[Saved data entries]
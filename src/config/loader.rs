//! Configuration file discovery and loading.
//!
//! Configuration is optional: built-in defaults apply when no file exists.

use crate::config::merger::merge_configs;
use crate::config::schema::ProjectConfig;
use crate::error::{ProjkitError, Result};
use std::fs;
use std::path::{Path, PathBuf};

/// Directory holding projkit configuration, both per project and per user.
pub const CONFIG_DIR: &str = ".projkit";

/// Main configuration file name.
pub const CONFIG_FILE: &str = "config.yml";

/// Local override file name, meant to stay out of version control.
pub const LOCAL_CONFIG_FILE: &str = "config.local.yml";

/// Paths to configuration files in priority order (later overrides earlier).
///
/// Merge order:
/// 1. Built-in defaults
/// 2. User global config (`~/.projkit/config.yml`)
/// 3. Project config (`.projkit/config.yml`), or an explicit file
/// 4. Local overrides (`.projkit/config.local.yml`)
#[derive(Debug, Clone, Default)]
pub struct ConfigPaths {
    /// User's global config
    pub user_global: Option<PathBuf>,

    /// Project config
    pub project: Option<PathBuf>,

    /// Local overrides
    pub project_local: Option<PathBuf>,
}

impl ConfigPaths {
    /// Discover config files for the given project root.
    pub fn discover(project_root: &Path) -> Self {
        Self {
            user_global: home_dir()
                .map(|home| home.join(CONFIG_DIR).join(CONFIG_FILE))
                .filter(|p| p.exists()),
            project: existing(project_config_path(project_root)),
            project_local: existing(project_root.join(CONFIG_DIR).join(LOCAL_CONFIG_FILE)),
        }
    }

    /// Discover config files, using `explicit` in place of the project config.
    pub fn with_explicit(project_root: &Path, explicit: &Path) -> Self {
        Self {
            project: Some(explicit.to_path_buf()),
            ..Self::discover(project_root)
        }
    }

    /// Returns all existing config paths in merge order.
    pub fn all_existing(&self) -> Vec<&PathBuf> {
        [&self.user_global, &self.project, &self.project_local]
            .into_iter()
            .flatten()
            .collect()
    }
}

/// Path of the project config file, whether or not it exists.
pub fn project_config_path(project_root: &Path) -> PathBuf {
    project_root.join(CONFIG_DIR).join(CONFIG_FILE)
}

fn existing(path: PathBuf) -> Option<PathBuf> {
    path.exists().then_some(path)
}

fn home_dir() -> Option<PathBuf> {
    let var = if cfg!(target_os = "windows") {
        "USERPROFILE"
    } else {
        "HOME"
    };
    std::env::var_os(var).map(PathBuf::from)
}

/// Load a config file as a raw YAML value.
///
/// # Errors
///
/// Returns `FileNotFound` if the file doesn't exist and `ConfigParseError`
/// if the YAML is invalid.
pub fn load_config_value(path: &Path) -> Result<serde_yaml::Value> {
    let content = fs::read_to_string(path).map_err(|e| {
        if e.kind() == std::io::ErrorKind::NotFound {
            ProjkitError::FileNotFound {
                path: path.to_path_buf(),
            }
        } else {
            ProjkitError::Io(e)
        }
    })?;

    serde_yaml::from_str(&content).map_err(|e| ProjkitError::ConfigParseError {
        path: path.to_path_buf(),
        message: e.to_string(),
    })
}

/// Load and merge configuration from the given paths on top of the defaults.
pub fn load_config_from(paths: &ConfigPaths) -> Result<ProjectConfig> {
    let mut layers = vec![to_value(&ProjectConfig::default())?];

    for path in paths.all_existing() {
        tracing::debug!("Loading config layer {}", path.display());
        layers.push(load_config_value(path)?);
    }

    let merged = merge_configs(&layers);
    serde_yaml::from_value(merged).map_err(|e| ProjkitError::ConfigParseError {
        path: paths
            .all_existing()
            .last()
            .map(|p| p.to_path_buf())
            .unwrap_or_default(),
        message: e.to_string(),
    })
}

/// Load the merged configuration for a project.
///
/// When `explicit` is given it replaces `.projkit/config.yml`.
pub fn load_config(project_root: &Path, explicit: Option<&Path>) -> Result<ProjectConfig> {
    let paths = match explicit {
        Some(path) => ConfigPaths::with_explicit(project_root, path),
        None => ConfigPaths::discover(project_root),
    };
    load_config_from(&paths)
}

/// Serialize a config into YAML text.
pub fn render_config(config: &ProjectConfig) -> Result<String> {
    serde_yaml::to_string(config).map_err(|e| anyhow::anyhow!(e).into())
}

fn to_value(config: &ProjectConfig) -> Result<serde_yaml::Value> {
    serde_yaml::to_value(config).map_err(|e| anyhow::anyhow!(e).into())
}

Task objective: Set down the data above once more so that nothing differs from the original.

Result below:
filename src/config/loader.rs
//! Configuration file discovery and loading.
//!
//! Configuration is optional: built-in defaults apply when no file exists.

use crate::config::merger::merge_configs;
use crate::config::schema::ProjectConfig;
use crate::error::{ProjkitError, Result};
use std::fs;
use std::path::{Path, PathBuf};

/// Directory holding projkit configuration, both per project and per user.
pub const CONFIG_DIR: &str = ".projkit";

/// Main configuration file name.
pub const CONFIG_FILE: &str = "config.yml";

/// Local override file name, meant to stay out of version control.
pub const LOCAL_CONFIG_FILE: &str = "config.local.yml";

/// Paths to configuration files in priority order (later overrides earlier).
///
/// Merge order:
/// 1. Built-in defaults
/// 2. User global config (`~/.projkit/config.yml`)
/// 3. Project config (`.projkit/config.yml`), or an explicit file
/// 4. Local overrides (`.projkit/config.local.yml`)
#[derive(Debug, Clone, Default)]
pub struct ConfigPaths {
    /// User's global config
    pub user_global: Option<PathBuf>,

    /// Project config
    pub project: Option<PathBuf>,

    /// Local overrides
    pub project_local: Option<PathBuf>,
}

impl ConfigPaths {
    /// Discover config files for the given project root.
    pub fn discover(project_root: &Path) -> Self {
        Self {
            user_global: home_dir()
                .map(|home| home.join(CONFIG_DIR).join(CONFIG_FILE))
                .filter(|p| p.exists()),
            project: existing(project_config_path(project_root)),
            project_local: existing(project_root.join(CONFIG_DIR).join(LOCAL_CONFIG_FILE)),
        }
    }

    /// Discover config files, using `explicit` in place of the project config.
    pub fn with_explicit(project_root: &Path, explicit: &Path) -> Self {
        Self {
            project: Some(explicit.to_path_buf()),
            ..Self::discover(project_root)
        }
    }

    /// Returns all existing config paths in merge order.
    pub fn all_existing(&self) -> Vec<&PathBuf> {
        [&self.user_global, &self.project, &self.project_local]
            .into_iter()
            .flatten()
            .collect()
    }
}

/// Path of the project config file, whether or not it exists.
pub fn project_config_path(project_root: &Path) -> PathBuf {
    project_root.join(CONFIG_DIR).join(CONFIG_FILE)
}

fn existing(path: PathBuf) -> Option<PathBuf> {
    path.exists().then_some(path)
}

fn home_dir() -> Option<PathBuf> {
    let var = if cfg!(target_os = "windows") {
        "USERPROFILE"
    } else {
        "HOME"
    };
    std::env::var_os(var).map(PathBuf::from)
}

/// Load a config file as a raw YAML value.
///
/// # Errors
///
/// Returns `FileNotFound` if the file doesn't exist and `ConfigParseError`
/// if the YAML is invalid.
pub fn load_config_value(path: &Path) -> Result<serde_yaml::Value> {
    let content = fs::read_to_string(path).map_err(|e| {
        if e.kind() == std::io::ErrorKind::NotFound {
            ProjkitError::FileNotFound {
                path: path.to_path_buf(),
            }
        } else {
            ProjkitError::Io(e)
        }
    })?;

    serde_yaml::from_str(&content).map_err(|e| ProjkitError::ConfigParseError {
        path: path.to_path_buf(),
        message: e.to_string(),
    })
}

/// Load and merge configuration from the given paths on top of the defaults.
pub fn load_config_from(paths: &ConfigPaths) -> Result<ProjectConfig> {
    let mut layers = vec![to_value(&ProjectConfig::default())?];

    for path in paths.all_existing() {
        tracing::debug!("Loading config layer {}", path.display());
        layers.push(load_config_value(path)?);
    }

    let merged = merge_configs(&layers);
    serde_yaml::from_value(merged).map_err(|e| ProjkitError::ConfigParseError {
        path: paths
            .all_existing()
            .last()
            .map(|p| p.to_path_buf())
            .unwrap_or_default(),
        message: e.to_string(),
    })
}

/// Load the merged configuration for a project.
///
/// When `explicit` is given it replaces `.projkit/config.yml`.
pub fn load_config(project_root: &Path, explicit: Option<&Path>) -> Result<ProjectConfig> {
    let paths = match explicit {
        Some(path) => ConfigPaths::with_explicit(project_root, path),
        None => ConfigPaths::discover(project_root),
    };
    load_config_from(&paths)
}

/// Serialize a config into YAML text.
pub fn render_config(config: &ProjectConfig) -> Result<String> {
    serde_yaml::to_string(config).map_err(|e| anyhow::anyhow!(e).into())
}

fn to_value(config: &ProjectConfig) -> Result<serde_yaml::Value> {
    serde_yaml::to_value(config).map_err(|e| anyhow::anyhow!(e).into())
}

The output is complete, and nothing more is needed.